アイコン 三菱重工長崎造船所は生き残ることができるのか まず分社化敢行

三菱重工業長崎造船所の所長に就任した横田宏新所長が記者会見し、採算が悪化している商船事業の分社化を10月に控えていることについて「事業復活の最後のチャンスと考えている」と述べ、危機感を持って進める方針を示した。
横田宏新所長は、神奈川県出身の61歳で、昭和51年に三菱重工業に入社し長崎造船所で勤めたあと、本社のタービン技術部長などを経て今月1日付けで長崎造船所長に就任した。
三 菱重工業は、韓国や中国メーカーとの激しい価格競争などで採算が悪化している長崎造船所の商船事業について、大型客船の建造部門を残しLNG=液化天然ガ ス運搬船の製造部門などを今年10月に分社化予定、9日開かれた記者会見で横田新所長は「復活の最後のチャンスという危機感を持って取り組みたい」と述べ た。

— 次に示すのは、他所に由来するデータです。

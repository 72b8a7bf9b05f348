use std::collections::HashMap;

/// Errors that can occur when interacting with a language model.
#[derive(Debug, thiserror::Error)]
pub enum Error {
    #[error("http error: {0}")]
    Http(Box<dyn std::error::Error + Send + Sync>),

    #[error("json error: {0}")]
    Json(#[from] serde_json::Error),

    #[error("sse error: {0}")]
    Sse(String),

    #[error("api error ({code}): {message}")]
    Api {
        code: String,
        message: String,
        metadata: HashMap<String, serde_json::Value>,
    },

    #[error("{0}")]
    Other(String),
}
use agnt_llm::{Describe, Property, Schema};
use serde::Deserialize;

use crate::event::{DisplayBody, ToolCallDisplay, ToolResultDisplay};
use crate::tool::{Tool, ToolOutput};
use crate::tools::hashline;

#[derive(Clone, Deserialize)]
pub struct ReadInput {
    /// The file path to read, relative to the working directory.
    pub path: String,
}

impl Describe for ReadInput {
    fn describe() -> Schema {
        Schema::Object {
            description: None,
            properties: vec![Property {
                name: "path".into(),
                schema: Schema::String {
                    description: Some(
                        "File path to read, relative to the working directory".into(),
                    ),
                    enumeration: None,
                },
            }],
            required: vec!["path".into()],
        }
    }
}

/// Structured output from reading a file.
pub struct ReadOutput {
    pub path: String,
    pub content: String,
}

impl ToolOutput for ReadOutput {
    fn to_llm(&self) -> String {
        annotate_with_hashlines(&self.content)
    }
}

/// Prefix each line with a `line:hash` anchor so `patch_file` hunks can
/// address a position without surrounding context.
fn annotate_with_hashlines(content: &str) -> String {
    content
        .lines()
        .enumerate()
        .map(|(idx, line)| hashline::hashline(idx + 1, line))
        .collect::<Vec<_>>()
        .join("\n")
}

/// Tool that reads a file from disk relative to the working directory.
#[derive(Clone)]
pub struct ReadTool {
    pub(crate) cwd: std::path::PathBuf,
}

impl Tool for ReadTool {
    type Input = ReadInput;
    type Output = ReadOutput;

    fn name(&self) -> &str {
        "read_file"
    }

    fn description(&self) -> &str {
        "Read a file from disk. Returns the file contents as text."
    }

    async fn call(&self, input: ReadInput) -> Result<ReadOutput, agnt_llm::Error> {
        let path = self.cwd.join(&input.path);
        let content = tokio::fs::read_to_string(&path)
            .await
            .map_err(|e| agnt_llm::Error::Other(format!("{}: {e}", path.display())))?;
        Ok(ReadOutput {
            path: input.path,
            content,
        })
    }

    fn render_input(&self, input: &ReadInput) -> ToolCallDisplay {
        ToolCallDisplay {
            title: format!("Read {}", input.path),
            body: None,
        }
    }

    fn render_output(&self, _input: &ReadInput, output: &ReadOutput) -> ToolResultDisplay {
        let lines = output.content.lines().count();
        ToolResultDisplay {
            title: format!("{lines} lines"),
            body: Some(DisplayBody::Code {
                language: lang_from_ext(&output.path),
                content: output.content.clone(),
            }),
        }
    }
}

/// Guess a language name from a file extension for syntax highlighting.
fn lang_from_ext(path: &str) -> Option<String> {
    let ext = path.rsplit('.').next()?;
    let lang = match ext {
        "rs" => "rust",
        "ts" | "tsx" => "typescript",
        "js" | "jsx" => "javascript",
        "py" => "python",
        "rb" => "ruby",
        "go" => "go",
        "java" => "java",
        "c" | "h" => "c",
        "cpp" | "cc" | "cxx" | "hpp" => "cpp",
        "sh" | "bash" => "bash",
        "json" => "json",
        "yaml" | "yml" => "yaml",
        "toml" => "toml",
        "md" => "markdown",
        "html" | "htm" => "html",
        "css" => "css",
        "sql" => "sql",
        "xml" => "xml",
        _ => return None,
    };
    Some(lang.to_string())
}

#[cfg(test)]
mod tests {
    use super::*;
    use tempfile::tempdir;

    #[tokio::test]
    async fn reads_existing_file() {
        let dir = tempdir().unwrap();
        tokio::fs::write(dir.path().join("a.rs"), "fn main() {}").await.unwrap();
        let tool = ReadTool { cwd: dir.path().to_path_buf() };
        let out = tool.call(ReadInput { path: "a.rs".into() }).await.unwrap();
        assert_eq!(out.content, "fn main() {}");
    }

    #[tokio::test]
    async fn missing_file_is_an_error_not_a_panic() {
        let dir = tempdir().unwrap();
        let tool = ReadTool { cwd: dir.path().to_path_buf() };
        assert!(tool.call(ReadInput { path: "missing.txt".into() }).await.is_err());
    }

    #[tokio::test]
    async fn to_llm_annotates_each_line_with_a_hash_anchor() {
        let dir = tempdir().unwrap();
        tokio::fs::write(dir.path().join("a.txt"), "one\ntwo\n").await.unwrap();
        let tool = ReadTool { cwd: dir.path().to_path_buf() };
        let out = tool.call(ReadInput { path: "a.txt".into() }).await.unwrap();
        let annotated = out.to_llm();
        let anchor_one = hashline::hashline(1, "one");
        let anchor_two = hashline::hashline(2, "two");
        assert_eq!(annotated, format!("{anchor_one}\n{anchor_two}"));
    }
}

その上で長崎造船所について、「グループにとって重要な製造拠点で維持するのが私の職責」と述べたが、「本社はそれぞれの事業の業績を冷徹な目で見ている。業績が悪ければ続けていくことにはならないだろう」と強い危機感を示した。

また大型客船の事業からの撤退については、「今後は検討中だが、一切、造らないことはない」と述べた。
 三菱重工業では分社化されたあとも雇用は維持されるという。
以上、

製造業の大企業における分社化は、整理する前段階の一つの方法として採用されている。
三菱重工が造船事業に対して分社化という鉄槌を食らわせたのは、2013年6月17日、三菱重工長崎造船所で製造した商船三井向けの大型コンテナ船MOL COMFORT(登録総トン数86,692トン、載貨重量トン90,613トン)が、インド洋のシケで、中央部分からまっ二つに折れその後沈没したことにある。
今でもその損害について、商船三井ら約100社が事故船舶を製造した三菱重工に対して600億円の損害賠償請求訴訟を起こしている。
また、三菱重工が同工法で製造して運航している船舶(6隻と準運用4隻?)についても、国際機関から鋼板強化の改修工事をするよう要求されていた。
そうした改修船舶まで含めた損害額は同社にとって、はかり知れないものとなっている。

2007年6月に就航したMOL CREATIONは、世界で初めて従来に比べて2割ほど強度を高めた降伏応力47 kgf/mm2級鋼板(47キロハイテン)を船体上部構造に採用した。これにより軽量化と低重心化を達成し、コンテナ搭載数の増加とバラスト水搭載量の低減により経済性を向上させた、当時、最新鋭のものとなった鳴り物入りの船舶だった。

こうした問題の腹いせか、商船三井は(2015年)2月12日、韓国の大宇造船海洋に対し積載量18万立方メートル級の液化天然ガス(LNG)運搬船1隻を発注した。
 また、(2015年)3月2日には、サムスン重工業に対して、積載量2万100TEU(1TEUは20フィートコンテナ1個分)の世界最大級のコンテナ船4隻を約740億円で発注した。
(日本の造船会社は当然三菱重工だけではないのだが・・・)

こうした事故を受け、三菱重工の造船部門は、日本の最大級の商船会社からの受注もできなくなるほど信用を失墜させている。過去2002年10月、建造中で最後の艤装(内装)工事中の客船の大火災なども同じといえる。
長崎造船所は、よほど信用回復させない限り致命傷にもなりうる。岩崎氏も過去のものだ。
最後に、何とか踏ん張って欲しいものだ。